### Stored data entries
================

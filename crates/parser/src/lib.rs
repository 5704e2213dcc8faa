//! Go declaration-level lexer and parser.
//!
//! - The lexer uses Logos and implements Go semicolon insertion.
//! - The parser is hand-written recursive descent over the collected token
//!   stream and fills an [`ast::AstArena`].

pub mod ast;
pub mod error;
pub mod lexer;
pub mod parser;
mod parser_support;

pub use error::{Diag, ParseFailure};
pub use lexer::Lexer;
pub use parser::{parse_file, parse_file_into};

================

### WHAT IS NEEDED
The records above must each be restated exactly as they stand.

### RESULT
filename crates/parser/src/lib.rs
repository 5704e2213dcc8faa
//! Go declaration-level lexer and parser.
//!
//! - The lexer uses Logos and implements Go semicolon insertion.
//! - The parser is hand-written recursive descent over the collected token
//!   stream and fills an [`ast::AstArena`].

pub mod ast;
pub mod error;
pub mod lexer;
pub mod parser;
mod parser_support;

pub use error::{Diag, ParseFailure};
pub use lexer::Lexer;
pub use parser::{parse_file, parse_file_into};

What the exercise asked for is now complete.